Anna Pavlovna sourit tristement et objecta que Koutouzov, sauf des désagréments, n’avait rien fait à l’empereur.

— Je l’ai dit et redit dans l’assemblée de la noblesse, intervint le prince Vassili, mais on ne m’a pas même écouté ; j’ai dit que son élection comme chef de l’enrôlement ne plairait pas à l’empereur.
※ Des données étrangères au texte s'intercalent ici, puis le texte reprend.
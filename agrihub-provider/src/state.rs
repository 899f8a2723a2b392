//! Process-local cache state owned by one provider.

use agrihub_model::{DocumentEntity, DomainType, Resource};
use std::collections::HashSet;

/// An id-unique, ordered list of cached resources.
///
/// Order carries no meaning beyond "newly created first".
#[derive(Debug, Clone, PartialEq)]
pub struct Collection<T> {
    items: Vec<T>,
}

impl<T> Default for Collection<T> {
    fn default() -> Self {
        Self { items: Vec::new() }
    }
}

impl<T: Resource> Collection<T> {
    pub fn new() -> Self {
        Self::default()
    }

    /// Replaces the whole collection. Repeated ids keep their first occurrence.
    pub fn replace_all(&mut self, items: Vec<T>) {
        let mut seen = HashSet::with_capacity(items.len());
        self.items = items
            .into_iter()
            .filter(|item| seen.insert(item.id().to_string()))
            .collect();
    }

    /// Inserts at the front, dropping any stale copy with the same id.
    pub fn prepend(&mut self, item: T) {
        self.items.retain(|i| i.id() != item.id());
        self.items.insert(0, item);
    }

    /// Swaps in `item` at the position of the entry with the same id.
    /// Returns false if no such entry is cached.
    pub fn replace(&mut self, item: T) -> bool {
        match self.items.iter_mut().find(|i| i.id() == item.id()) {
            Some(slot) => {
                *slot = item;
                true
            }
            None => false,
        }
    }

    pub fn remove(&mut self, id: &str) -> bool {
        let before = self.items.len();
        self.items.retain(|i| i.id() != id);
        self.items.len() != before
    }

    /// Removes every listed id, returning how many were cached.
    pub fn remove_many(&mut self, ids: &[String]) -> usize {
        let doomed: HashSet<&str> = ids.iter().map(String::as_str).collect();
        let before = self.items.len();
        self.items.retain(|i| !doomed.contains(i.id()));
        before - self.items.len()
    }

    pub fn get(&self, id: &str) -> Option<&T> {
        self.items.iter().find(|i| i.id() == id)
    }

    pub fn contains(&self, id: &str) -> bool {
        self.get(id).is_some()
    }

    pub fn by_foreign_key<'a>(&'a self, key: &'a str) -> impl Iterator<Item = &'a T> + 'a {
        self.items
            .iter()
            .filter(move |i| i.foreign_key() == Some(key))
    }

    pub fn len(&self) -> usize {
        self.items.len()
    }

    pub fn is_empty(&self) -> bool {
        self.items.is_empty()
    }

    pub fn iter(&self) -> impl Iterator<Item = &T> {
        self.items.iter()
    }

    pub fn as_slice(&self) -> &[T] {
        &self.items
    }

    pub fn to_vec(&self) -> Vec<T> {
        self.items.clone()
    }
}

/// Everything a provider caches for its domain.
#[derive(Debug, Clone)]
pub struct ProviderState<E> {
    pub entities: Collection<E>,
    pub documents: Collection<DocumentEntity>,
    pub types: Collection<DomainType>,
    pub(crate) fetches_in_flight: usize,
    pub(crate) uploads_in_flight: usize,
    pub(crate) error: Option<String>,
}

impl<E> Default for ProviderState<E> {
    fn default() -> Self {
        Self {
            entities: Collection::default(),
            documents: Collection::default(),
            types: Collection::default(),
            fetches_in_flight: 0,
            uploads_in_flight: 0,
            error: None,
        }
    }
}

impl<E> ProviderState<E> {
    /// True while at least one fetch is in flight.
    pub fn is_loading(&self) -> bool {
        self.fetches_in_flight > 0
    }

    /// True while a file-bearing create or update is in flight.
    pub fn is_uploading_file(&self) -> bool {
        self.uploads_in_flight > 0
    }

    /// Message of the last failed operation, until the next success.
    pub fn error(&self) -> Option<&str> {
        self.error.as_deref()
    }
}

#[cfg(test)]
mod tests {
    use super::*;
    use agrihub_model::DomainEntity;
    use pretty_assertions::assert_eq;

    fn e(id: &str) -> DomainEntity {
        DomainEntity::new(id, format!("entity {id}"))
    }

    fn ids(c: &Collection<DomainEntity>) -> Vec<&str> {
        c.iter().map(|i| i.id.as_str()).collect()
    }

    #[test]
    fn replace_all_drops_duplicates_and_stale_entries() {
        let mut c = Collection::new();
        c.replace_all(vec![e("old")]);
        c.replace_all(vec![e("1"), e("2"), e("1")]);
        assert_eq!(ids(&c), vec!["1", "2"]);
    }

    #[test]
    fn replace_all_keeps_first_copy_of_repeated_id() {
        let mut c = Collection::new();
        let mut items: Vec<_> = (0..2000).map(|n| e(&n.to_string())).collect();
        items.push(DomainEntity::new("0", "late duplicate"));
        c.replace_all(items);
        assert_eq!(c.len(), 2000);
        assert_eq!(c.get("0").unwrap().name, "entity 0");
    }

    #[test]
    fn prepend_puts_new_first_and_keeps_ids_unique() {
        let mut c = Collection::new();
        c.replace_all(vec![e("1"), e("2")]);
        c.prepend(e("3"));
        assert_eq!(ids(&c), vec!["3", "1", "2"]);
        c.prepend(e("2"));
        assert_eq!(ids(&c), vec!["2", "3", "1"]);
    }

    #[test]
    fn replace_keeps_position() {
        let mut c = Collection::new();
        c.replace_all(vec![e("1"), e("2"), e("3")]);
        assert!(c.replace(DomainEntity::new("2", "renamed")));
        assert_eq!(ids(&c), vec!["1", "2", "3"]);
        assert_eq!(c.get("2").unwrap().name, "renamed");
        assert!(!c.replace(e("9")));
        assert_eq!(c.len(), 3);
    }

    #[test]
    fn remove_many_counts_cached_ids_only() {
        let mut c = Collection::new();
        c.replace_all(vec![e("1"), e("2"), e("3")]);
        let removed = c.remove_many(&["1".to_string(), "3".to_string(), "x".to_string()]);
        assert_eq!(removed, 2);
        assert_eq!(ids(&c), vec!["2"]);
        assert!(!c.remove("1"));
    }

    #[test]
    fn foreign_key_lookup() {
        let mut c = Collection::new();
        c.replace_all(vec![e("1").with_type("t1"), e("2").with_type("t2"), e("3").with_type("t1")]);
        let matched: Vec<_> = c.by_foreign_key("t1").map(|i| i.id.as_str()).collect();
        assert_eq!(matched, vec!["1", "3"]);
        assert_eq!(c.by_foreign_key("none").count(), 0);
    }

    #[test]
    fn default_state_is_idle() {
        let state = ProviderState::<DomainEntity>::default();
        assert!(!state.is_loading());
        assert!(!state.is_uploading_file());
        assert_eq!(state.error(), None);
    }
}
Ils ne m’ont pas écouté. Toujours une manie de fronder… continua-t-il. Et devant qui ? Tout cela parce que nous voulons singer les sots enthousiastes de Moscou, dit le prince Vassili, s’embrouillant pour un moment, et oubliant que si, chez Hélène, il fallait railler l’enthousiasme des Moscovites, chez Anna Pavlovna, il le fallait admirer. Mais il se reprit aussitôt.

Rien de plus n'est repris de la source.